程瑭想了想,很诚实地说:“因为他长得很好看。”
这个回答令人出乎意料,却直白得让人无法反驳,连王赫东都不由得停顿片刻,才意有所指道:“你倒是不走寻常路啊。”
程瑭指尖摩挲着假树树叶的纹路,“嗯”了一声说:“我要是说别的您也不会相信。”
王赫东终于点进正题:“你的名字很特别,寓意挺好,不过让我联想到一个人,于是我找人帮忙查了一下——查到很多东西,有些事情并不光荣,你想继续听下去吗?”

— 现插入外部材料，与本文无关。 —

impl Archive {
    /// Create an empty archive in `dir`, discarding any archive already there.
    pub fn create(dir: impl AsRef<Path>) -> Result<Self> {
        let dir = dir.as_ref().to_path_buf();
        fs::create_dir_all(&dir)?;
        for entry in fs::read_dir(&dir)? {
            let path = entry?.path();
            let Some(name) = path.file_name().and_then(|n| n.to_str()) else {
                continue;
            };
            if name == INDEX_FILE || (name.starts_with("savepoint-") && name.ends_with(".safetensors")) {
                fs::remove_file(&path)?;
            }
        }
        info!(dir = %dir.display(), "creating archive");
        Ok(Self::with_index(dir, Index::default(), true))
    }

    /// Open the archive in `dir`. New data is appended on [`Archive::flush`].
    pub fn open(dir: impl AsRef<Path>) -> Result<Self> {
        let dir = dir.as_ref().to_path_buf();
        let path = dir.join(INDEX_FILE);
        if !path.is_file() {
            return Err(StencilError::Archive(format!(
                "no archive found in '{}'",
                dir.display()
            )));
        }
        let text = fs::read_to_string(&path)?;
        let index: Index = serde_json::from_str(&text)
            .map_err(|e| StencilError::Archive(format!("invalid {INDEX_FILE}: {e}")))?;
        info!(
            dir = %dir.display(),
            savepoints = index.savepoints.len(),
            fields = index.fields.len(),
            "opening archive"
        );
        Ok(Self::with_index(dir, index, false))
    }

    fn with_index(dir: PathBuf, index: Index, index_dirty: bool) -> Self {
        Self {
            dir,
            state: Mutex::new(State {
                index,
                payloads: HashMap::new(),
                dirty: BTreeSet::new(),
                index_dirty,
            }),
        }
    }

    pub fn dir(&self) -> &Path {
        &self.dir
    }

    /// Names of all registered fields.
    pub fn fields(&self) -> Vec<String> {
        self.state.lock().index.fields.keys().cloned().collect()
    }

    /// Names of the fields stored at `savepoint`, in write order.
    pub fn fields_at(&self, savepoint: &Savepoint) -> Result<Vec<String>> {
        let state = self.state.lock();
        let n = state
            .index
            .position(savepoint)
            .ok_or_else(|| StencilError::SavepointNotFound(savepoint.to_string()))?;
        Ok(state.index.savepoints[n].fields.clone())
    }

    /// Write modified payloads and the index to disk.
    pub fn flush(&self) -> Result<()> {
        let mut state = self.state.lock();
        let dirty: Vec<usize> = std::mem::take(&mut state.dirty).into_iter().collect();
        for n in dirty {
            if let Some(payload) = state.payloads.get(&n) {
                self.write_payload(n, payload)?;
            }
        }
        if state.index_dirty {
            let json = serde_json::to_string_pretty(&state.index)
                .map_err(|e| StencilError::Archive(format!("failed to encode index: {e}")))?;
            fs::write(self.dir.join(INDEX_FILE), json)?;
            state.index_dirty = false;
            debug!(dir = %self.dir.display(), "archive index written");
        }
        Ok(())
    }

    fn load_payload(&self, n: usize) -> Result<Payload> {
        let path = self.dir.join(payload_file(n));
        if !path.is_file() {
            return Ok(Payload::new());
        }
        debug!(path = %path.display(), "loading payload");
        let file = fs::File::open(&path)?;
        // SAFETY: The payload must not be modified while the mmap is alive.
        // It is only borrowed for the duration of this function.
        let mmap = unsafe { Mmap::map(&file)? };
        let st = SafeTensors::deserialize(&mmap)
            .map_err(|e| StencilError::Archive(format!("safetensors parse error: {e}")))?;
        let mut payload = Payload::new();
        for (name, view) in st.tensors() {
            payload.insert(name, Buffer::decode(view.dtype(), view.data())?);
        }
        Ok(payload)
    }

    fn write_payload(&self, n: usize, payload: &Payload) -> Result<()> {
        let encoded: Vec<(&str, safetensors::Dtype, Vec<u8>, usize)> = payload
            .iter()
            .map(|(name, buf)| {
                let (dtype, bytes) = buf.encode();
                let len = bytes.len() / buf.kind().size_bytes();
                (name.as_str(), dtype, bytes, len)
            })
            .collect();

        let views = encoded
            .iter()
            .map(|(name, dtype, bytes, len)| {
                TensorView::new(*dtype, vec![*len], bytes)
                    .map(|view| (*name, view))
                    .map_err(|e| StencilError::Archive(format!("safetensors view error: {e}")))
            })
            .collect::<Result<Vec<_>>>()?;

        let path = self.dir.join(payload_file(n));
        safetensors::serialize_to_file(views, &None, &path)
            .map_err(|e| StencilError::Archive(format!("safetensors save error: {e}")))?;
        debug!(path = %path.display(), fields = payload.len(), "payload written");
        Ok(())
    }
}

impl State {
    fn payload<'s>(&'s mut self, archive: &Archive, n: usize) -> Result<&'s mut Payload> {
        if !self.payloads.contains_key(&n) {
            let payload = archive.load_payload(n)?;
            self.payloads.insert(n, payload);
        }
        Ok(self.payloads.entry(n).or_default())
    }
}

impl Serializer for Archive {
    fn savepoints(&self) -> Vec<Savepoint> {
        self.state
            .lock()
            .index
            .savepoints
            .iter()
            .map(|e| e.savepoint.clone())
            .collect()
    }

    fn field_info(&self, name: &str) -> Result<FieldInfo> {
        let state = self.state.lock();
        let entry = state
            .index
            .fields
            .get(name)
            .ok_or_else(|| StencilError::FieldNotFound(name.to_owned()))?;
        Ok(FieldInfo {
            name: name.to_owned(),
            kind: entry.kind,
            dims: entry.dims,
        })
    }

    fn register_field(&self, name: &str, kind: ScalarKind, dims: [usize; 3]) -> Result<()> {
        let mut state = self.state.lock();
        match state.index.fields.get(name) {
            Some(entry) if entry.kind == kind && entry.dims == dims => Ok(()),
            Some(_) => Err(StencilError::InconsistentRegistration(name.to_owned())),
            None => {
                debug!(field = name, %kind, ?dims, "registering field");
                state
                    .index
                    .fields
                    .insert(name.to_owned(), FieldEntry { kind, dims });
                state.index_dirty = true;
                Ok(())
            }
        }
    }

    fn read(
        &self,
        name: &str,
        savepoint: &Savepoint,
        dst: ScalarSliceMut<'_>,
        strides: Strides,
    ) -> Result<()> {
        let mut state = self.state.lock();
        let entry = state
            .index
            .fields
            .get(name)
            .cloned()
            .ok_or_else(|| StencilError::FieldNotFound(name.to_owned()))?;
        let n = state
            .index
            .position(savepoint)
            .ok_or_else(|| StencilError::SavepointNotFound(savepoint.to_string()))?;
        let not_found = || StencilError::DataNotFound {
            field: name.to_owned(),
            savepoint: savepoint.to_string(),
        };
        if !state.index.savepoints[n].fields.iter().any(|f| f == name) {
            return Err(not_found());
        }

        let dims = effective_dims(entry.dims);
        check_span(dims, strides, dst.len(), name)?;
        let buffer = state.payload(self, n)?.get(name).ok_or_else(not_found)?;
        let [ni, nj, nk] = dims;
        if buffer.len() != ni * nj * nk {
            return Err(StencilError::Archive(format!(
                "field '{name}' at savepoint '{savepoint}' holds {} elements, index dims {:?} require {}",
                buffer.len(),
                entry.dims,
                ni * nj * nk
            )));
        }
        match (buffer, dst) {
            (Buffer::F32(src), ScalarSliceMut::F32(dst)) => scatter(src, dst, dims, strides),
            (Buffer::F64(src), ScalarSliceMut::F64(dst)) => scatter(src, dst, dims, strides),
            (buffer, dst) => {
                return Err(StencilError::TypeMismatch {
                    name: name.to_owned(),
                    registered: buffer.kind(),
                    given: dst.kind(),
                });
            }
        }
        Ok(())
    }

    fn write(
        &self,
        name: &str,
        savepoint: &Savepoint,
        src: ScalarSlice<'_>,
        strides: Strides,
    ) -> Result<()> {
        let mut state = self.state.lock();
        let entry = state
            .index
            .fields
            .get(name)
            .cloned()
            .ok_or_else(|| StencilError::FieldNotFound(name.to_owned()))?;
        if entry.kind != src.kind() {
            return Err(StencilError::TypeMismatch {
                name: name.to_owned(),
                registered: entry.kind,
                given: src.kind(),
            });
        }
        let dims = effective_dims(entry.dims);
        check_span(dims, strides, src.len(), name)?;

        let n = match state.index.position(savepoint) {
            Some(n) => n,
            None => {
                state.index.savepoints.push(SavepointEntry {
                    savepoint: savepoint.clone(),
                    fields: Vec::new(),
                });
                state.index.savepoints.len() - 1
            }
        };
        if state.index.savepoints[n].fields.iter().any(|f| f == name) {
            return Err(StencilError::DataExists {
                field: name.to_owned(),
                savepoint: savepoint.to_string(),
            });
        }

        let buffer = match src {
            ScalarSlice::F32(s) => Buffer::F32(gather(s, dims, strides)),
            ScalarSlice::F64(s) => Buffer::F64(gather(s, dims, strides)),
        };
        state.payload(self, n)?.insert(name.to_owned(), buffer);
        state.index.savepoints[n].fields.push(name.to_owned());
        state.dirty.insert(n);
        state.index_dirty = true;
        Ok(())
    }
}

impl Drop for Archive {
    fn drop(&mut self) {
        let pending = {
            let state = self.state.lock();
            !state.dirty.is_empty() || state.index_dirty
        };
        if pending && let Err(e) = self.flush() {
            warn!(dir = %self.dir.display(), error = %e, "failed to flush archive");
        }
    }
}

impl std::fmt::Debug for Archive {
    fn fmt(&self, f: &mut std::fmt::Formatter<'_>) -> std::fmt::Result {
        let state = self.state.lock();
        f.debug_struct("Archive")
            .field("dir", &self.dir)
            .field("savepoints", &state.index.savepoints.len())
            .field("fields", &state.index.fields.len())
            .finish_non_exhaustive()
    }
}
//! Serializer collaborator interface and the typed load/write helper.
//!
//! A [`Serializer`] is a keyed point-in-time blob store: an ordered list of
//! [`Savepoint`]s, a registry of field properties, and raw strided reads and
//! writes. [`Serialization`] sits on top and moves whole fields between a
//! [`FieldView`] and the store, checking shape and scalar type first.

use std::collections::BTreeMap;
use std::fmt;

use serde::{Deserialize, Serialize};
use tracing::debug;

use crate::erased::FieldView;
use crate::types::{Element, Extents, ScalarKind, Strides};
use crate::{Result, StencilError};

// ---------------------------------------------------------------------------
// Tagged buffers
// ---------------------------------------------------------------------------

/// Borrowed element buffer tagged with its scalar type.
#[derive(Clone, Copy, Debug)]
pub enum ScalarSlice<'a> {
    F32(&'a [f32]),
    F64(&'a [f64]),
}

impl ScalarSlice<'_> {
    pub fn kind(&self) -> ScalarKind {
        match self {
            ScalarSlice::F32(_) => ScalarKind::F32,
            ScalarSlice::F64(_) => ScalarKind::F64,
        }
    }

    pub fn len(&self) -> usize {
        match self {
            ScalarSlice::F32(s) => s.len(),
            ScalarSlice::F64(s) => s.len(),
        }
    }

    pub fn is_empty(&self) -> bool {
        self.len() == 0
    }
}

/// Mutable element buffer tagged with its scalar type.
#[derive(Debug)]
pub enum ScalarSliceMut<'a> {
    F32(&'a mut [f32]),
    F64(&'a mut [f64]),
}

impl ScalarSliceMut<'_> {
    pub fn kind(&self) -> ScalarKind {
        match self {
            ScalarSliceMut::F32(_) => ScalarKind::F32,
            ScalarSliceMut::F64(_) => ScalarKind::F64,
        }
    }

    pub fn len(&self) -> usize {
        match self {
            ScalarSliceMut::F32(s) => s.len(),
            ScalarSliceMut::F64(s) => s.len(),
        }
    }

    pub fn is_empty(&self) -> bool {
        self.len() == 0
    }
}

// ---------------------------------------------------------------------------
// Savepoints
// ---------------------------------------------------------------------------

/// Meta-information value attached to a savepoint.
#[derive(Clone, Debug, PartialEq, Serialize, Deserialize)]
#[serde(untagged)]
pub enum MetaValue {
    Bool(bool),
    Int(i64),
    Float(f64),
    Str(String),
}

impl fmt::Display for MetaValue {
    fn fmt(&self, f: &mut fmt::Formatter<'_>) -> fmt::Result {
        match self {
            MetaValue::Bool(v) => write!(f, "{v}"),
            MetaValue::Int(v) => write!(f, "{v}"),
            MetaValue::Float(v) => write!(f, "{v}"),
            MetaValue::Str(v) => write!(f, "{v}"),
        }
    }
}

impl From<bool> for MetaValue {
    fn from(v: bool) -> Self {
        MetaValue::Bool(v)
    }
}

impl From<i64> for MetaValue {
    fn from(v: i64) -> Self {
        MetaValue::Int(v)
    }
}

impl From<i32> for MetaValue {
    fn from(v: i32) -> Self {
        MetaValue::Int(i64::from(v))
    }
}

impl From<usize> for MetaValue {
    fn from(v: usize) -> Self {
        MetaValue::Int(v as i64)
    }
}

impl From<f64> for MetaValue {
    fn from(v: f64) -> Self {
        MetaValue::Float(v)
    }
}

impl From<&str> for MetaValue {
    fn from(v: &str) -> Self {
        MetaValue::Str(v.to_owned())
    }
}

impl From<String> for MetaValue {
    fn from(v: String) -> Self {
        MetaValue::Str(v)
    }
}

/// Named, ordered point in a serialized trace.
///
/// Two savepoints are the same savepoint iff name and meta-information agree.
#[derive(Clone, Debug, PartialEq, Serialize, Deserialize)]
pub struct Savepoint {
    pub name: String,
    #[serde(default, skip_serializing_if = "BTreeMap::is_empty")]
    pub meta: BTreeMap<String, MetaValue>,
}

impl Savepoint {
    pub fn new(name: impl Into<String>) -> Self {
        Self {
            name: name.into(),
            meta: BTreeMap::new(),
        }
    }

    /// Attach a meta-information entry.
    pub fn with(mut self, key: &str, value: impl Into<MetaValue>) -> Self {
        self.meta.insert(key.to_owned(), value.into());
        self
    }

    pub fn name(&self) -> &str {
        &self.name
    }
}

impl fmt::Display for Savepoint {
    fn fmt(&self, f: &mut fmt::Formatter<'_>) -> fmt::Result {
        write!(f, "{}", self.name)?;
        if !self.meta.is_empty() {
            let entries: Vec<String> = self.meta.iter().map(|(k, v)| format!("{k}={v}")).collect();
            write!(f, " [{}]", entries.join(", "))?;
        }
        Ok(())
    }
}

/// Registered properties of a serialized field.
#[derive(Clone, Debug, PartialEq, Eq, Serialize, Deserialize)]
pub struct FieldInfo {
    pub name: String,
    pub kind: ScalarKind,
    /// Registered extents. A `0` marks an absent trailing dimension.
    pub dims: [usize; 3],
}

// ---------------------------------------------------------------------------
// Serializer trait
// ---------------------------------------------------------------------------

/// Keyed point-in-time blob store consumed by the harness.
///
/// Methods take `&self`; implementations keep their state behind interior
/// mutability so handles can be shared as `Arc<dyn Serializer>`.
pub trait Serializer: Send + Sync {
    /// All savepoints, in recording order.
    fn savepoints(&self) -> Vec<Savepoint>;

    /// Registered properties of `name`.
    fn field_info(&self, name: &str) -> Result<FieldInfo>;

    /// Register a field. Registering identical properties twice is a no-op.
    fn register_field(&self, name: &str, kind: ScalarKind, dims: [usize; 3]) -> Result<()>;

    /// Scatter the data of `name` at `savepoint` into `dst` using `strides`.
    fn read(
        &self,
        name: &str,
        savepoint: &Savepoint,
        dst: ScalarSliceMut<'_>,
        strides: Strides,
    ) -> Result<()>;

    /// Gather `src` (laid out with `strides`) and store it as `name` at `savepoint`.
    fn write(
        &self,
        name: &str,
        savepoint: &Savepoint,
        src: ScalarSlice<'_>,
        strides: Strides,
    ) -> Result<()>;
}

// ---------------------------------------------------------------------------
// Serialization helper
// ---------------------------------------------------------------------------

/// Whether a field registered with `serialized` dims can be read into a field
/// of `given` extents. A serialized `0` accepts everything from that axis on.
pub fn sizes_compatible(serialized: [usize; 3], given: Extents) -> bool {
    for (s, g) in serialized.into_iter().zip(given.to_array()) {
        if s == 0 {
            return true;
        }
        if s != g {
            return false;
        }
    }
    true
}

fn format_dims(dims: [usize; 3]) -> String {
    dims.iter()
        .map(usize::to_string)
        .collect::<Vec<_>>()
        .join(", ")
}

/// Typed load/write of whole fields through a [`Serializer`].
pub struct Serialization<'s> {
    serializer: &'s dyn Serializer,
}

impl<'s> Serialization<'s> {
    pub fn new(serializer: &'s dyn Serializer) -> Self {
        Self { serializer }
    }

    /// Read `name` at `savepoint` into `field`.
    pub fn load<T: Element>(
        &self,
        name: &str,
        field: &FieldView<'_, T>,
        savepoint: &Savepoint,
    ) -> Result<()> {
        field.sync();

        let info = self.serializer.field_info(name)?;
        let extents = field.extents();
        if !sizes_compatible(info.dims, extents) {
            return Err(StencilError::SizeMismatch {
                name: name.to_owned(),
                registered: format_dims(info.dims),
                given: format_dims(extents.to_array()),
            });
        }
        if info.kind != T::KIND {
            return Err(StencilError::TypeMismatch {
                name: name.to_owned(),
                registered: info.kind,
                given: T::KIND,
            });
        }

        debug!(field = name, savepoint = %savepoint, "loading field");
        let strides = field.strides();
        field.with_data_mut(|data| {
            self.serializer
                .read(name, savepoint, T::tag_slice_mut(data), strides)
        })?;

        field.sync();
        Ok(())
    }

    /// Write `field` as `name` at `savepoint`. An empty `name` uses the field's own.
    pub fn write<T: Element>(
        &self,
        name: &str,
        field: &FieldView<'_, T>,
        savepoint: &Savepoint,
    ) -> Result<()> {
        field.sync();

        let name = if name.is_empty() { field.name() } else { name };
        self.serializer
            .register_field(name, T::KIND, field.extents().to_array())?;

        debug!(field = name, savepoint = %savepoint, "writing field");
        let strides = field.strides();
        field.with_data(|data| {
            self.serializer
                .write(name, savepoint, T::tag_slice(data), strides)
        })
    }
}

#[cfg(test)]
mod tests {
    use super::*;
    use crate::field::Field;
    use crate::storage::HostField;
    use crate::types::{Layout, StorageMeta};
    use parking_lot::Mutex;
    use std::collections::HashMap;

    /// Dense f64-only in-memory store, k fastest.
    #[derive(Default)]
    struct MemoryStore {
        savepoints: Mutex<Vec<Savepoint>>,
        fields: Mutex<HashMap<String, FieldInfo>>,
        data: Mutex<HashMap<(String, String), Vec<f64>>>,
    }

    fn key(name: &str, sp: &Savepoint) -> (String, String) {
        (name.to_owned(), sp.to_string())
    }

    impl Serializer for MemoryStore {
        fn savepoints(&self) -> Vec<Savepoint> {
            self.savepoints.lock().clone()
        }

        fn field_info(&self, name: &str) -> Result<FieldInfo> {
            self.fields
                .lock()
                .get(name)
                .cloned()
                .ok_or_else(|| StencilError::FieldNotFound(name.to_owned()))
        }

        fn register_field(&self, name: &str, kind: ScalarKind, dims: [usize; 3]) -> Result<()> {
            self.fields.lock().insert(
                name.to_owned(),
                FieldInfo {
                    name: name.to_owned(),
                    kind,
                    dims,
                },
            );
            Ok(())
        }

        fn read(
            &self,
            name: &str,
            savepoint: &Savepoint,
            dst: ScalarSliceMut<'_>,
            strides: Strides,
        ) -> Result<()> {
            let [ni, nj, nk] = self.field_info(name)?.dims;
            let data = self.data.lock();
            let src = data.get(&key(name, savepoint)).ok_or_else(|| StencilError::DataNotFound {
                field: name.to_owned(),
                savepoint: savepoint.to_string(),
            })?;
            let ScalarSliceMut::F64(dst) = dst else {
                panic!("f64 only");
            };
            for i in 0..ni {
                for j in 0..nj {
                    for k in 0..nk {
                        dst[strides.offset(i, j, k)] = src[(i * nj + j) * nk + k];
                    }
                }
            }
            Ok(())
        }

        fn write(
            &self,
            name: &str,
            savepoint: &Savepoint,
            src: ScalarSlice<'_>,
            strides: Strides,
        ) -> Result<()> {
            let [ni, nj, nk] = self.field_info(name)?.dims;
            let ScalarSlice::F64(src) = src else {
                panic!("f64 only");
            };
            let mut dense = Vec::with_capacity(ni * nj * nk);
            for i in 0..ni {
                for j in 0..nj {
                    for k in 0..nk {
                        dense.push(src[strides.offset(i, j, k)]);
                    }
                }
            }
            let mut sps = self.savepoints.lock();
            if !sps.contains(savepoint) {
                sps.push(savepoint.clone());
            }
            self.data.lock().insert(key(name, savepoint), dense);
            Ok(())
        }
    }

    #[test]
    fn test_sizes_compatible() {
        assert!(sizes_compatible([4, 5, 6], Extents::new(4, 5, 6)));
        assert!(!sizes_compatible([4, 5, 6], Extents::new(4, 5, 7)));
        assert!(sizes_compatible([4, 5, 0], Extents::new(4, 5, 1)));
        assert!(sizes_compatible([4, 0, 0], Extents::new(4, 9, 3)));
        assert!(!sizes_compatible([3, 0, 0], Extents::new(4, 9, 3)));
    }

    #[test]
    fn test_write_then_load_across_layouts() {
        let store = MemoryStore::default();
        let ser = Serialization::new(&store);
        let sp = Savepoint::new("step").with("iteration", 3);

        let meta = StorageMeta::new(4, 3, 2);
        let src = HostField::<f64>::from_fn("u", meta, |i, j, k| (i * 100 + j * 10 + k) as f64);
        ser.write("", &FieldView::new(&src), &sp).unwrap();
        assert_eq!(store.field_info("u").unwrap().dims, [4, 3, 2]);

        let dst = HostField::<f64>::new("v", meta.layout(Layout::IFastest));
        ser.load("u", &FieldView::new(&dst), &sp).unwrap();
        assert_eq!(dst.get(3, 2, 1), 321.0);
        assert_eq!(dst.get(1, 0, 1), 101.0);
    }

    #[test]
    fn test_load_size_mismatch() {
        let store = MemoryStore::default();
        store.register_field("u", ScalarKind::F64, [4, 3, 2]).unwrap();
        let dst = HostField::<f64>::new("u", StorageMeta::new(4, 3, 5));
        let err = Serialization::new(&store)
            .load("u", &FieldView::new(&dst), &Savepoint::new("s"))
            .unwrap_err();
        assert_eq!(
            err.to_string(),
            "the requested field 'u' has a different size than the provided field.\n\
             Registered as: (4, 3, 2)\n\
             Given      as: (4, 3, 5)"
        );
    }

    #[test]
    fn test_load_type_mismatch() {
        let store = MemoryStore::default();
        store.register_field("u", ScalarKind::F64, [2, 2, 2]).unwrap();
        let dst = HostField::<f32>::new("u", StorageMeta::new(2, 2, 2));
        let err = Serialization::new(&store)
            .load("u", &FieldView::new(&dst), &Savepoint::new("s"))
            .unwrap_err();
        assert!(matches!(err, StencilError::TypeMismatch { .. }));
    }

    #[test]
    fn test_load_unknown_field() {
        let store = MemoryStore::default();
        let dst = HostField::<f64>::new("u", StorageMeta::new(2, 2, 2));
        let err = Serialization::new(&store)
            .load("u", &FieldView::new(&dst), &Savepoint::new("s"))
            .unwrap_err();
        assert!(matches!(err, StencilError::FieldNotFound(ref n) if n == "u"));
    }

    #[test]
    fn test_savepoint_display_and_identity() {
        let a = Savepoint::new("stage").with("k", 2).with("flag", true);
        assert_eq!(a.to_string(), "stage [flag=true, k=2]");
        assert_eq!(Savepoint::new("plain").to_string(), "plain");
        assert_ne!(a, Savepoint::new("stage"));
        assert_eq!(a.clone(), a);
    }

    #[test]
    fn test_meta_value_json() {
        let sp = Savepoint::new("s").with("n", 4).with("dt", 0.5).with("tag", "x");
        let json = serde_json::to_string(&sp).unwrap();
        let back: Savepoint = serde_json::from_str(&json).unwrap();
        assert_eq!(back, sp);
    }
}
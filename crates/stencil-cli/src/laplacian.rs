//! Reference kernel driven by the `record`, `check` and `bench` commands.

use stencil_core::{Element, FieldView, Halo};

/// 7-point Laplacian of `phi` written to `lap` over the horizontal interior.
///
/// The top and bottom layers use a zero-gradient closure in k. The halo of
/// `lap` is left untouched.
pub fn laplacian<T: Element>(phi: &FieldView<'_, T>, lap: &FieldView<'_, T>, halo: Halo) {
    let (ni, nj, nk) = (phi.i_size(), phi.j_size(), phi.k_size());
    let six = T::from_f64(6.0);

    for i in halo.i_minus.max(1)..ni.saturating_sub(halo.i_plus.max(1)) {
        for j in halo.j_minus.max(1)..nj.saturating_sub(halo.j_plus.max(1)) {
            for k in 0..nk {
                let center = phi.get(i, j, k);
                let below = if k > 0 { phi.get(i, j, k - 1) } else { center };
                let above = if k + 1 < nk { phi.get(i, j, k + 1) } else { center };
                let value = phi.get(i + 1, j, k)
                    + phi.get(i - 1, j, k)
                    + phi.get(i, j + 1, k)
                    + phi.get(i, j - 1, k)
                    + above
                    + below
                    - six * center;
                lap.set(i, j, k, value);
            }
        }
    }
}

程瑭闭了闭眼,说:“我不听您说下去,是不是就说明我们再也没有可能了?行,您尽管说吧。”
王赫东有些意外:“你倒是很坦荡。”
程瑭说:“来来去去都是我自己做的事情,遮掩不住,话说到这个份上,怎么可能既要又要还想立牌坊。”
王赫东又是沉默片刻:“你确实辛苦。”
接下来的话语,隔着网络和电子波动,又化作一条条无形的文字环绕在程瑭脑海。
他很想左耳朵进右耳朵出,就像曾经面对铺天盖地的恶意和指责一样,可是他做不到,因为对面是一个居高临下的长辈,因为那是他心上人的父亲。
一个父亲为了自己的儿子,把一个不知来历的年轻人查得一干二净,发现对方有些见不得光的过去,因此上门对峙,完全合乎情理。
况且在程瑭看来,王赫东的态度已经算得上温和。
只是自己不太干净。
正如自己亲手交给王沉砚的那个调查报告,里面提到“陈皮小糖”曾经开启过直播打赏,并且对礼物照单全收,赚了一笔不小的资金。
那笔钱,程瑭一分没用,统统打回父亲的账户,作为爷爷奶奶的医疗费了。
王沉砚绝对想不到,自己随口调侃的“爹赌娘离弟读书,爷瘫奶病婶丧夫”是程瑭过去的真实写照。
现实当然没有那么沉重,习惯会淡化悲伤的痛苦,只留下深深的麻木。
程瑭大二那年,爷爷奶奶因为交通事故重伤入院,原本平静的生活就此蒙上了债务的阴影。
他尝试过很多种办法赚钱,学校代课、游戏代练、卖外挂、家教......但只是杯水车薪,他只能负担起自己的生活,面对后续滚滚而来的康复和医疗费用,他根本无力招架。
赚快钱是理所应当的事情,程瑭一开始也没觉得不对。
他凭本事打游戏,却阴差阳错挂上了色相的噱头,在这个笑贫不笑娼的年代,勉强算得上自力更生。他赚够了医疗费用,甚至产生了“要不就这样吧,只要赚够钱就远走高飞,享受生活”的念头。